Y gracias a mi nula atención, choco abruptamente con un cuerpo alto, grande y fuerte, pues el impacto a mí me hace rebotar a tal punto qué de no ser por el hombre que hizo de pared humana, en este momento estaría sentada sobre el sucio suelo del edificio, él sin embargo ni siquiera pareció sorprenderse, no se movió para hacer otra cosa más qué rodear mi cintura con un brazo para evitar que cayera.

—Lo siento. Lo siento.— balbuceo rápidamente, levantando la mirada para encontrarme con un hombre alto, de cabello negro y ojos amielados.

Él me sonríe y ladea la cabeza antes de levantar una ceja y hacer su sonrisa más grande pero mostrando ahora una perfecta hilera de dientes superiores muy blancos. Por la sonrisa que esboza sus mejillas cubiertas por una perfecta barba de pocos días, se inflan haciéndolo lucir tierno de una manera muy masculina.

—Ámbar Webster.— pronuncia saboreando cada letra de mi nombre con cierta coquetería y ¿Malicia?— Vaya, eres mucho más hermosa en persona.— añade paseando sus claros ojos por toda mi cara, sin perder la sonrisa anonadada que trae.

—¿Disculpa...?

—¡Ámbar!— el grito proveniente de algún lado no tan lejos de nosotros, me hace sobresaltar aún en los brazos del pelinegro que no parece querer dejarme libre.

Con la mirada busco al portador de la voz dura y en este momento muy enojada, lo encuentro del otro lado del pasillo y a unos cuatro o cinco metros detrás de nosotros. Hansel está a su lado y trata de tomar su brazo pero de un tirón el rubio se libera y empieza a caminar hacia aquí empujando a todos los que se cruzan en su camino, mientras él se acerca trato de separarme del cuerpo del hombre que me sostiene, pero este se rehúsa a dejarme ir. Puedo ver a Hansel empezar a seguir a su amigo y de una puerta muy cercana a dónde estaban ellos, sale Iván Parker con un maletín.
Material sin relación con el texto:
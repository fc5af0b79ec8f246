//! The process pass: classify downloaded PDFs and rename them in place.
//!
//! Files are handled one at a time in name order. A file that cannot be
//! read, classified or renamed is logged and skipped; only a missing or
//! unreadable directory fails the pass. A dry run makes the same decisions
//! as a live run and logs them without touching the disk.

use std::fmt;
use std::path::{Path, PathBuf};

use thiserror::Error;
use tracing::{error, info, instrument, warn};

use crate::classify::{Category, TextExtractor, classify};
use crate::download::{FilenameAllocator, carries_proposed_name};

/// Extension of the files the pass picks up (case-sensitive).
const PDF_EXTENSION: &str = "pdf";

/// Directory-level failures of the process pass.
#[derive(Debug, Error)]
pub enum ProcessError {
    /// The directory does not exist.
    #[error("directory does not exist: {path}")]
    MissingDirectory {
        /// The directory that was asked for.
        path: PathBuf,
    },

    /// The path exists but is not a directory.
    #[error("not a directory: {path}")]
    NotADirectory {
        /// The offending path.
        path: PathBuf,
    },

    /// The directory could not be listed.
    #[error("failed to list PDF files in {path}: {source}")]
    ReadDir {
        /// The directory being listed.
        path: PathBuf,
        /// The underlying IO error.
        #[source]
        source: std::io::Error,
    },
}

/// Inputs of the process pass.
#[derive(Debug, Clone, PartialEq, Eq)]
pub struct ProcessOptions {
    /// Directory holding the downloaded PDFs.
    pub dir: PathBuf,
    /// Log decisions without renaming anything.
    pub dry_run: bool,
}

/// A rename decided by the pass, by file name within the directory.
#[derive(Debug, Clone, PartialEq, Eq)]
pub struct RenameDecision {
    /// Current file name.
    pub from: String,
    /// Name the file gets (or would get in a dry run).
    pub to: String,
}

/// What the pass did, by outcome.
#[derive(Debug, Clone, Default, PartialEq, Eq)]
pub struct ProcessSummary {
    /// PDF files found.
    pub total: usize,
    /// Files renamed.
    pub renamed: usize,
    /// Files that would have been renamed (dry run).
    pub would_rename: usize,
    /// Files already carrying their canonical name.
    pub already_named: usize,
    /// Files whose text matched no rule.
    pub unrecognized: usize,
    /// Recognised files whose billing month could not be read.
    pub incomplete: usize,
    /// Files whose text could not be extracted.
    pub extraction_failures: usize,
    /// Renames that failed or had no free target name.
    pub rename_failures: usize,
    /// Renames performed, or planned in a dry run, in processing order.
    pub renames: Vec<RenameDecision>,
}

impl fmt::Display for ProcessSummary {
    fn fmt(&self, f: &mut fmt::Formatter<'_>) -> fmt::Result {
        write!(
            f,
            "{} files: {} renamed, {} would rename, {} already named, {} unrecognized, \
             {} incomplete, {} unreadable, {} rename failures",
            self.total,
            self.renamed,
            self.would_rename,
            self.already_named,
            self.unrecognized,
            self.incomplete,
            self.extraction_failures,
            self.rename_failures,
        )
    }
}

/// Classifies every `*.pdf` in `options.dir` and renames it to its canonical name.
///
/// # Errors
///
/// Returns [`ProcessError`] only when the directory is missing or cannot be
/// listed. Per-file problems are logged and counted in the summary.
#[instrument(skip(options, extractor), fields(path = %options.dir.display(), dry_run = options.dry_run))]
pub async fn process_directory(
    options: &ProcessOptions,
    extractor: &dyn TextExtractor,
) -> Result<ProcessSummary, ProcessError> {
    let files = list_pdf_files(&options.dir).await?;
    info!(count = files.len(), "Found PDF files");

    let mut summary = ProcessSummary {
        total: files.len(),
        ..ProcessSummary::default()
    };
    let mut allocator = FilenameAllocator::new();

    for (index, source) in files.iter().enumerate() {
        let filename = display_name(source);
        info!(
            progress = %format_args!("{}/{}", index + 1, files.len()),
            filename = %filename,
            "Processing PDF"
        );

        let document = match extractor.extract_document(source).await {
            Ok(document) => document,
            Err(error) => {
                warn!(filename = %filename, %error, "Failed to extract text from PDF");
                summary.extraction_failures += 1;
                continue;
            }
        };

        let result = classify(&document.text);
        let Some(proposed_name) = result.proposed_name.as_deref() else {
            if result.category == Category::Unrecognized {
                info!(filename = %filename, "Not a recognized document type");
                summary.unrecognized += 1;
            } else {
                warn!(
                    filename = %filename,
                    category = %result.category,
                    "Recognized document but couldn't extract month/year"
                );
                summary.incomplete += 1;
            }
            continue;
        };

        let proposed = options.dir.join(proposed_name);
        if carries_proposed_name(source, &proposed) {
            info!(filename = %filename, "Already named canonically");
            summary.already_named += 1;
            continue;
        }

        let Some(target) = allocator.allocate(&proposed) else {
            error!(
                filename = %filename,
                new_filename = %proposed_name,
                "Target name and its _2 variant are both taken; leaving file in place"
            );
            summary.rename_failures += 1;
            continue;
        };
        let new_filename = display_name(&target);
        info!(
            filename = %filename,
            category = %result.category,
            period = ?result.period.as_ref().map(ToString::to_string),
            is_correction = result.is_correction,
            new_filename = %new_filename,
            "Classified document"
        );

        if options.dry_run {
            info!(filename = %filename, new_filename = %new_filename, "Would rename");
            allocator.release(source);
            summary.would_rename += 1;
            summary.renames.push(RenameDecision {
                from: filename,
                to: new_filename,
            });
            continue;
        }

        match tokio::fs::rename(source, &target).await {
            Ok(()) => {
                info!(old = %filename, new = %new_filename, "Renamed file successfully");
                allocator.release(source);
                summary.renamed += 1;
                summary.renames.push(RenameDecision {
                    from: filename,
                    to: new_filename,
                });
            }
            Err(error) => {
                error!(filename = %filename, %error, "Failed to rename file");
                allocator.unreserve(&target);
                summary.rename_failures += 1;
            }
        }
    }

    info!(%summary, "PDF processing finished");
    Ok(summary)
}

/// Lists the regular `*.pdf` files directly inside `dir`, sorted by name.
async fn list_pdf_files(dir: &Path) -> Result<Vec<PathBuf>, ProcessError> {
    let metadata = match tokio::fs::metadata(dir).await {
        Ok(metadata) => metadata,
        Err(error) if error.kind() == std::io::ErrorKind::NotFound => {
            return Err(ProcessError::MissingDirectory {
                path: dir.to_path_buf(),
            });
        }
        Err(source) => {
            return Err(ProcessError::ReadDir {
                path: dir.to_path_buf(),
                source,
            });
        }
    };
    if !metadata.is_dir() {
        return Err(ProcessError::NotADirectory {
            path: dir.to_path_buf(),
        });
    }

    let read_dir_error = |source| ProcessError::ReadDir {
        path: dir.to_path_buf(),
        source,
    };
    let mut entries = tokio::fs::read_dir(dir).await.map_err(read_dir_error)?;
    let mut files = Vec::new();
    while let Some(entry) = entries.next_entry().await.map_err(read_dir_error)? {
        let path = entry.path();
        let is_pdf = path
            .extension()
            .is_some_and(|ext| ext == PDF_EXTENSION);
        if is_pdf && entry.file_type().await.is_ok_and(|kind| kind.is_file()) {
            files.push(path);
        }
    }

    files.sort();
    Ok(files)
}

fn display_name(path: &Path) -> String {
    path.file_name()
        .map_or_else(|| path.display().to_string(), |name| name.to_string_lossy().into_owned())
}

#[cfg(test)]
#[allow(clippy::unwrap_used)]
mod tests {
    use super::*;
    use tempfile::TempDir;

    #[tokio::test]
    async fn test_list_pdf_files_sorted_and_filtered() {
        let dir = TempDir::new().unwrap();
        for name in ["adp_2.pdf", "adp_10.pdf", "adp_1.pdf", "notes.txt", "scan.PDF"] {
            std::fs::write(dir.path().join(name), b"x").unwrap();
        }
        std::fs::create_dir(dir.path().join("archive.pdf")).unwrap();

        let files = list_pdf_files(dir.path()).await.unwrap();
        let names: Vec<String> = files.iter().map(|p| display_name(p)).collect();
        assert_eq!(names, vec!["adp_1.pdf", "adp_10.pdf", "adp_2.pdf"]);
    }

    #[tokio::test]
    async fn test_list_pdf_files_missing_directory() {
        let dir = TempDir::new().unwrap();
        let missing = dir.path().join("nope");
        let result = list_pdf_files(&missing).await;
        assert!(matches!(result, Err(ProcessError::MissingDirectory { .. })));
    }

    #[tokio::test]
    async fn test_list_pdf_files_rejects_file_path() {
        let dir = TempDir::new().unwrap();
        let file = dir.path().join("adp_1.pdf");
        std::fs::write(&file, b"x").unwrap();
        let result = list_pdf_files(&file).await;
        assert!(matches!(result, Err(ProcessError::NotADirectory { .. })));
    }

    #[test]
    fn test_summary_display_lists_every_outcome() {
        let summary = ProcessSummary {
            total: 4,
            renamed: 2,
            unrecognized: 1,
            extraction_failures: 1,
            ..ProcessSummary::default()
        };
        let text = summary.to_string();
        assert!(text.starts_with("4 files: 2 renamed"), "{text}");
        assert!(text.contains("1 unrecognized"));
        assert!(text.contains("1 unreadable"));
    }
}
El abogado al darse cuenta de lo que está sucediendo, cambia el rostro relajado y abre los ojos muy grande antes de empezar a correr hacia nosotros.
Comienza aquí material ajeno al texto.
//! Collision-free path allocation for downloads and renames.
//!
//! A proposed path that is free is used as-is. A taken one gets a single
//! literal [`DISAMBIGUATING_SUFFIX`] before its extension. The suffixed
//! path is not checked again: a second collision on the same name is a
//! known limitation, not something resolved by searching `_3`, `_4`, ...

use std::collections::HashSet;
use std::ffi::OsString;
use std::path::{Path, PathBuf};

use tracing::debug;

/// Marker inserted before the extension when a proposed name is taken.
pub const DISAMBIGUATING_SUFFIX: &str = "_2";

/// Returns `proposed` if nothing exists there, otherwise its `_2` variant.
///
/// Example: `Verdienstabrechnung - Januar 2024.pdf` becomes
/// `Verdienstabrechnung - Januar 2024_2.pdf` when the former exists.
#[must_use]
pub fn allocate_unique_path(proposed: &Path) -> PathBuf {
    if proposed.exists() {
        with_disambiguating_suffix(proposed)
    } else {
        proposed.to_path_buf()
    }
}

/// Whether `path` already carries `proposed` or its `_2` variant.
///
/// A file an earlier pass disambiguated must not be moved again.
#[must_use]
pub fn carries_proposed_name(path: &Path, proposed: &Path) -> bool {
    path == proposed || path == with_disambiguating_suffix(proposed)
}

/// Inserts [`DISAMBIGUATING_SUFFIX`] between the file stem and extension.
fn with_disambiguating_suffix(path: &Path) -> PathBuf {
    let stem = path.file_stem().map(OsString::from).unwrap_or_default();
    let mut name = stem;
    name.push(DISAMBIGUATING_SUFFIX);
    if let Some(ext) = path.extension() {
        name.push(".");
        name.push(ext);
    }
    path.with_file_name(name)
}

/// Allocates target names for a sequence of renames in one directory.
///
/// On top of [`allocate_unique_path`], it remembers the names it handed out
/// and the files that were moved away. A dry run, which renames nothing,
/// therefore reaches the same decisions as a live run over the same files.
/// Unlike [`allocate_unique_path`] it never hands out a taken `_2` name.
#[derive(Debug, Default)]
pub struct FilenameAllocator {
    reserved: HashSet<PathBuf>,
    vacated: HashSet<PathBuf>,
}

impl FilenameAllocator {
    /// Creates an allocator with no reservations.
    #[must_use]
    pub fn new() -> Self {
        Self::default()
    }

    /// Whether `path` is taken on disk or by an earlier allocation.
    #[must_use]
    pub fn is_taken(&self, path: &Path) -> bool {
        self.reserved.contains(path) || (path.exists() && !self.vacated.contains(path))
    }

    /// Returns the name to use for `proposed` and reserves it.
    ///
    /// Returns `None` when the `_2` variant is taken as well; nothing is
    /// reserved then and the caller must leave the file where it is.
    pub fn allocate(&mut self, proposed: &Path) -> Option<PathBuf> {
        let allocated = if self.is_taken(proposed) {
            let suffixed = with_disambiguating_suffix(proposed);
            if self.is_taken(&suffixed) {
                debug!(
                    proposed = %proposed.display(),
                    "proposed name and its suffixed variant are both taken"
                );
                return None;
            }
            debug!(
                proposed = %proposed.display(),
                allocated = %suffixed.display(),
                "proposed name taken; adding suffix"
            );
            suffixed
        } else {
            proposed.to_path_buf()
        };

        self.vacated.remove(&allocated);
        self.reserved.insert(allocated.clone());
        Some(allocated)
    }

    /// Records that `source` has been (or, in a dry run, would be) moved away.
    pub fn release(&mut self, source: &Path) {
        self.reserved.remove(source);
        self.vacated.insert(source.to_path_buf());
    }

    /// Gives back a reservation whose rename did not happen.
    pub fn unreserve(&mut self, allocated: &Path) {
        self.reserved.remove(allocated);
    }
}
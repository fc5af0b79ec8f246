//! CLI entry point for adp-docs.

use std::process::ExitCode;

use anyhow::Result;
use clap::Parser;
use tracing::{debug, error};

mod app_config;
mod cli;
mod commands;

use cli::{Args, Command};

#[tokio::main]
async fn main() -> ExitCode {
    // Parse CLI arguments first (before tracing, so --help works without logs)
    let args = Args::parse();

    init_tracing(args.verbose, args.quiet);
    debug!(?args, "CLI arguments parsed");

    match run(args).await {
        Ok(()) => ExitCode::SUCCESS,
        Err(err) => {
            error!("{err:#}");
            ExitCode::FAILURE
        }
    }
}

/// Priority: `RUST_LOG` env var > quiet flag > verbose flag > default (info).
fn init_tracing(verbose: u8, quiet: bool) {
    let default_level = if quiet {
        "error"
    } else {
        match verbose {
            0 => "info",
            1 => "debug",
            _ => "trace",
        }
    };

    let filter = tracing_subscriber::EnvFilter::try_from_default_env()
        .unwrap_or_else(|_| tracing_subscriber::EnvFilter::new(default_level));

    tracing_subscriber::fmt()
        .with_env_filter(filter)
        .with_writer(std::io::stderr)
        .init();
}

async fn run(args: Args) -> Result<()> {
    let file_config = app_config::load_default_file_config()?.unwrap_or_default();

    match args.command {
        Command::Download(download) => {
            commands::run_download_command(download, &file_config).await
        }
        Command::Process(process) => commands::run_process_command(process, &file_config).await,
    }
}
Pero como era previsto, Damián consumido por la ira, llega primero que cualquiera a nosotros, con sus manos me separa del cuerpo del pelinegro y me pone detrás de él, de manera que él queda en medio del hombre y yo. Trato de salir de detrás suyo, pero con una mano me devuelve a mi lugar así que sólo me limito a observar por un lado de él, lo que está sucediendo.